### Required action
Pick out every line in the data below that holds "VersionArgs".

Stored items
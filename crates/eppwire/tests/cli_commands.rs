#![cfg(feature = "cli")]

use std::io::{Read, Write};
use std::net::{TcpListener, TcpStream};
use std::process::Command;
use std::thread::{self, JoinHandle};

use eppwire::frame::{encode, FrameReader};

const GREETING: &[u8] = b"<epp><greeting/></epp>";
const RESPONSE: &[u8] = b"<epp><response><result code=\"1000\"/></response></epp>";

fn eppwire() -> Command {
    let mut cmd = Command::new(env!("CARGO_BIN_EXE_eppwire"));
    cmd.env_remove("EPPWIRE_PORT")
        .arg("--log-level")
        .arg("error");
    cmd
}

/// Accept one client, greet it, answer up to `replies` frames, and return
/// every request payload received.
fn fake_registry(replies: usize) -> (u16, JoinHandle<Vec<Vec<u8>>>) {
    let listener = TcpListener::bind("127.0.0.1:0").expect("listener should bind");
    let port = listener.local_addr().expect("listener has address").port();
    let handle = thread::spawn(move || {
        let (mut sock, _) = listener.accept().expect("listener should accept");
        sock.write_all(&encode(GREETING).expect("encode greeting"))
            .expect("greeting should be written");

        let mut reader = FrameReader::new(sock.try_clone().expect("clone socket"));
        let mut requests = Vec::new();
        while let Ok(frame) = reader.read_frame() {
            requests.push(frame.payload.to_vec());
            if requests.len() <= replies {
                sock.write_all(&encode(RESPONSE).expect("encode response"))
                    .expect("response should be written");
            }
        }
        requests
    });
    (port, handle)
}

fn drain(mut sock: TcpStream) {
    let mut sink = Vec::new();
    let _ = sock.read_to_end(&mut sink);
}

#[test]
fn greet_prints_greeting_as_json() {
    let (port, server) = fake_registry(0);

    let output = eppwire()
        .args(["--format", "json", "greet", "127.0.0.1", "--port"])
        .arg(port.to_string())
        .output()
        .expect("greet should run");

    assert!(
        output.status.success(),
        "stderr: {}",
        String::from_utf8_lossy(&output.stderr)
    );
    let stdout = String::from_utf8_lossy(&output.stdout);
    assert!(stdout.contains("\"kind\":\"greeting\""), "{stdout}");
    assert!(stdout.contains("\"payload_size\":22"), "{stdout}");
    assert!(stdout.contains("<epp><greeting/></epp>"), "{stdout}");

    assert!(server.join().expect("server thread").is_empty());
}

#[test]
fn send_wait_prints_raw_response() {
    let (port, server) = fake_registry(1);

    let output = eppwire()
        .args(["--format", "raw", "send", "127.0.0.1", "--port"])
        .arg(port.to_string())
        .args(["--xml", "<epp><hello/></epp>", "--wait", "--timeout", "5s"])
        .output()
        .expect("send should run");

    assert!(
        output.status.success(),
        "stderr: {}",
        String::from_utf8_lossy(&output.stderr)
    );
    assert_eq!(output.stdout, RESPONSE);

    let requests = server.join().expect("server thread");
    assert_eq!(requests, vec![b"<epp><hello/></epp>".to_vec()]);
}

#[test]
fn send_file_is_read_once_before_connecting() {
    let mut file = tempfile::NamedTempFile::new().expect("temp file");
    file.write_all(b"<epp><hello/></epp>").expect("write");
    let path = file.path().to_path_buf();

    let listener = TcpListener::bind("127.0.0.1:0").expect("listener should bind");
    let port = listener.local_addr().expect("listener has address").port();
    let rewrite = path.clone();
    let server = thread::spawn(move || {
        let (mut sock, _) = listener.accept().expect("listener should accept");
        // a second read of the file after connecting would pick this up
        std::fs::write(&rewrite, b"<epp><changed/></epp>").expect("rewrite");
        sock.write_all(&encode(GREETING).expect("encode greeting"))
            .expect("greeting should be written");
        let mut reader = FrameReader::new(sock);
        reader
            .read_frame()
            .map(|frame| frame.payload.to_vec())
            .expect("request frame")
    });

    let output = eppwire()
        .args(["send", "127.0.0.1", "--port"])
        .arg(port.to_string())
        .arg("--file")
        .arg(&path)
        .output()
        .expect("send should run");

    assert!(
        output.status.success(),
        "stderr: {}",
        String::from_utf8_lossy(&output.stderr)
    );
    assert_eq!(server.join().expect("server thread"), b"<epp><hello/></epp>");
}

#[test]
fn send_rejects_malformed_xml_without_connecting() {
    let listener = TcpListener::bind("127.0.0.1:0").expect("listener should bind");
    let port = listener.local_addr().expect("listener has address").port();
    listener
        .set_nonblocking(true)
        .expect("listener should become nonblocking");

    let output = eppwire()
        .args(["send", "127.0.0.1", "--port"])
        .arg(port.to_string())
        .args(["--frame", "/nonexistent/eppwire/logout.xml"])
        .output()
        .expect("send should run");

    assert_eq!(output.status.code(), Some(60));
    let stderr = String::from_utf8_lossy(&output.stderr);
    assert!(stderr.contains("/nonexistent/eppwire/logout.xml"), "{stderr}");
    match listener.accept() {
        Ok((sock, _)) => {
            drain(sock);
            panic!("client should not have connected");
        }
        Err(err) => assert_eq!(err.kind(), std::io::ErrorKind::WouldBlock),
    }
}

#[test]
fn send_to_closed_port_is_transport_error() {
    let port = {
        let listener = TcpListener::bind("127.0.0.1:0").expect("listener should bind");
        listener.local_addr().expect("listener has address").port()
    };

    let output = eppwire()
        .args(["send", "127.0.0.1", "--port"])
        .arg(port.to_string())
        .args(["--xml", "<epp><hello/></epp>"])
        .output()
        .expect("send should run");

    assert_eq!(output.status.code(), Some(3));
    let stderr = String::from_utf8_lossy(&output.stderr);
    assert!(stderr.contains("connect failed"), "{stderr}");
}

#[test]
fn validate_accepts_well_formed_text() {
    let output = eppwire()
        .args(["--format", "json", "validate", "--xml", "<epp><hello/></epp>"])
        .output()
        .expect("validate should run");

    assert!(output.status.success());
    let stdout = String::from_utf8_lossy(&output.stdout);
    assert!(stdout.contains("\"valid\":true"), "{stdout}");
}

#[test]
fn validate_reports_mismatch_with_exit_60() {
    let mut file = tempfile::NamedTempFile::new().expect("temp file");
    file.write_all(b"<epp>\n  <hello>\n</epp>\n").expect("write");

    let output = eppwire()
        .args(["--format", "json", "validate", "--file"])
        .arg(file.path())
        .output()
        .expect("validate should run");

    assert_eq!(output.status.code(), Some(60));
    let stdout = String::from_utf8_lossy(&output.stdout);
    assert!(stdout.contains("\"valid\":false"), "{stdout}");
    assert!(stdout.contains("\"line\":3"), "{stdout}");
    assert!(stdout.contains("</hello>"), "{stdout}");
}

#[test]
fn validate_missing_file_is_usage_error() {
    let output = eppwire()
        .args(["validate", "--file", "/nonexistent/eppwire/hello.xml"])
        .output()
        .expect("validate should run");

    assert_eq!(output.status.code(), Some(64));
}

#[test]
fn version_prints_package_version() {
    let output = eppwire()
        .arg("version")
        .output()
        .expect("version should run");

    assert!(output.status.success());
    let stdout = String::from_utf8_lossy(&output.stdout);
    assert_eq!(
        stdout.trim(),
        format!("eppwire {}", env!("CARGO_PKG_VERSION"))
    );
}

* * *

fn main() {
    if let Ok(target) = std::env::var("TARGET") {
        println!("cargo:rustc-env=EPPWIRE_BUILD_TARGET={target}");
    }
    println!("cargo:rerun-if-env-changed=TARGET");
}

---

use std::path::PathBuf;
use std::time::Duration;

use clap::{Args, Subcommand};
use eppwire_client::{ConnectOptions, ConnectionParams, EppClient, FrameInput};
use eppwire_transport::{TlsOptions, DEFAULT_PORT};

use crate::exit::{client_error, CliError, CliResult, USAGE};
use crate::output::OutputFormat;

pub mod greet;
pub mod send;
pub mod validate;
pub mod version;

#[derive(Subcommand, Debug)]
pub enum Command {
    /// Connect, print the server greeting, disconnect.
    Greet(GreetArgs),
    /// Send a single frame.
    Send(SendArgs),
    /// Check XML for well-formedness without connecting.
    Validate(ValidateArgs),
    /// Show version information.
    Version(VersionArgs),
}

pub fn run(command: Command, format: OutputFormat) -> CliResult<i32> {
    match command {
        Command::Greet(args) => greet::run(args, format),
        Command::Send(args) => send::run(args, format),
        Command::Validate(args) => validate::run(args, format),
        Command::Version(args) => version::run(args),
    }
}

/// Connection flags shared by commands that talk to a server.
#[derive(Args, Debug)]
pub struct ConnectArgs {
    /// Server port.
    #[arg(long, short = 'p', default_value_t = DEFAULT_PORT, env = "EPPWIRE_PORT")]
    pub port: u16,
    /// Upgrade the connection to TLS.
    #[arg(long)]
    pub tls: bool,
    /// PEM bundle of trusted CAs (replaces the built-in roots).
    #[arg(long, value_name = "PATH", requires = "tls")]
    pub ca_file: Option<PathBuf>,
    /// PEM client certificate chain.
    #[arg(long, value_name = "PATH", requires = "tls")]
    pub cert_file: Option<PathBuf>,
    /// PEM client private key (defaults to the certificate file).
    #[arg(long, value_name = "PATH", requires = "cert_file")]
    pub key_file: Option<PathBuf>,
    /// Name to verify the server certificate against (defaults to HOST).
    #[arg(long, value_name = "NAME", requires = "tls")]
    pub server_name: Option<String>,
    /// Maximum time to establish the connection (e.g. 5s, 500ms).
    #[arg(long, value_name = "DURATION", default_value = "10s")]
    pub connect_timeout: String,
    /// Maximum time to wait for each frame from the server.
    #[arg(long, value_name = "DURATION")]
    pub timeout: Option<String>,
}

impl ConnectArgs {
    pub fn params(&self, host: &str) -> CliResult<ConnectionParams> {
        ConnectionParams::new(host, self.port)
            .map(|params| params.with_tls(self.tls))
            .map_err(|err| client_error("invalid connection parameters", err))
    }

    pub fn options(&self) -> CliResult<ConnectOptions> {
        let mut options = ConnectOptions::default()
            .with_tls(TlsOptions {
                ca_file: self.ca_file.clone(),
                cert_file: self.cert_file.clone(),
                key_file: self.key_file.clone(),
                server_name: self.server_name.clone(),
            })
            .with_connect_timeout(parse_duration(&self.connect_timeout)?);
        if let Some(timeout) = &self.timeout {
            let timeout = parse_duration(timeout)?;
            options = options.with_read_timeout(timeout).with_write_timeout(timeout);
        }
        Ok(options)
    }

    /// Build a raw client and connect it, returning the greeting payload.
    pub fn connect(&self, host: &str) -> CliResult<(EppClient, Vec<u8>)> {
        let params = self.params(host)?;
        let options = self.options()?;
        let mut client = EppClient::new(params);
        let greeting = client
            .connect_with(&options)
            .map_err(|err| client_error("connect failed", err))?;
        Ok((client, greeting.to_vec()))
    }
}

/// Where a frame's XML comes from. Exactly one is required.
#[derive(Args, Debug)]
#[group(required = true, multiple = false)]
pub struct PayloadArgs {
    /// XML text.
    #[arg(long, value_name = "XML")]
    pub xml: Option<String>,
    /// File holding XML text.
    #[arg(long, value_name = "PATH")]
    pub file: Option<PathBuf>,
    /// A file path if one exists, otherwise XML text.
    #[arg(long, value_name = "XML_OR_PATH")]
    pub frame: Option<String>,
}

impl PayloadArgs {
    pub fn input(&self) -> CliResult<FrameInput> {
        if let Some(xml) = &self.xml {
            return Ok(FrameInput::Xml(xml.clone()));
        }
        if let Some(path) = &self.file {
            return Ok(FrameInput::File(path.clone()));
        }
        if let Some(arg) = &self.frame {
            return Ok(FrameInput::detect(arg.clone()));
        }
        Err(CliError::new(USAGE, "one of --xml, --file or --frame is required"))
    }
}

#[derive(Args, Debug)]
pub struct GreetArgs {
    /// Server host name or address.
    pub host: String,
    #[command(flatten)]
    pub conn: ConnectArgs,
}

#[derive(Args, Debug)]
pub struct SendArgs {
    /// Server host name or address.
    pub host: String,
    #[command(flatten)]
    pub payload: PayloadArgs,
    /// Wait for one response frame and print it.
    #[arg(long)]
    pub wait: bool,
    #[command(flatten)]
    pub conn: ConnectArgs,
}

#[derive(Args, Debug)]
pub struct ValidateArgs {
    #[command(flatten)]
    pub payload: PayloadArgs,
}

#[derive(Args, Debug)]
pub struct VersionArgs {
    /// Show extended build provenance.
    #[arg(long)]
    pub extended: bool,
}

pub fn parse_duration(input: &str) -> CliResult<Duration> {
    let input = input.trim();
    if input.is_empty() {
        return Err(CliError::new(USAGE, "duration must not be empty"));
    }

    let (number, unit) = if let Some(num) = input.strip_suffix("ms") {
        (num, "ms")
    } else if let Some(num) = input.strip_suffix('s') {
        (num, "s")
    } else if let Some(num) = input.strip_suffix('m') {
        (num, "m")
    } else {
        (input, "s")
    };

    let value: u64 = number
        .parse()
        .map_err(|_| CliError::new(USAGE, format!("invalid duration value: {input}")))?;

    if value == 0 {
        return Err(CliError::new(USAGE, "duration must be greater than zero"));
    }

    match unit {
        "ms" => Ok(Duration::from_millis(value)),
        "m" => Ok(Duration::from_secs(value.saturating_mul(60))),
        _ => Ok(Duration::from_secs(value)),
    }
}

### Output of the task
    Version(VersionArgs),
pub struct VersionArgs {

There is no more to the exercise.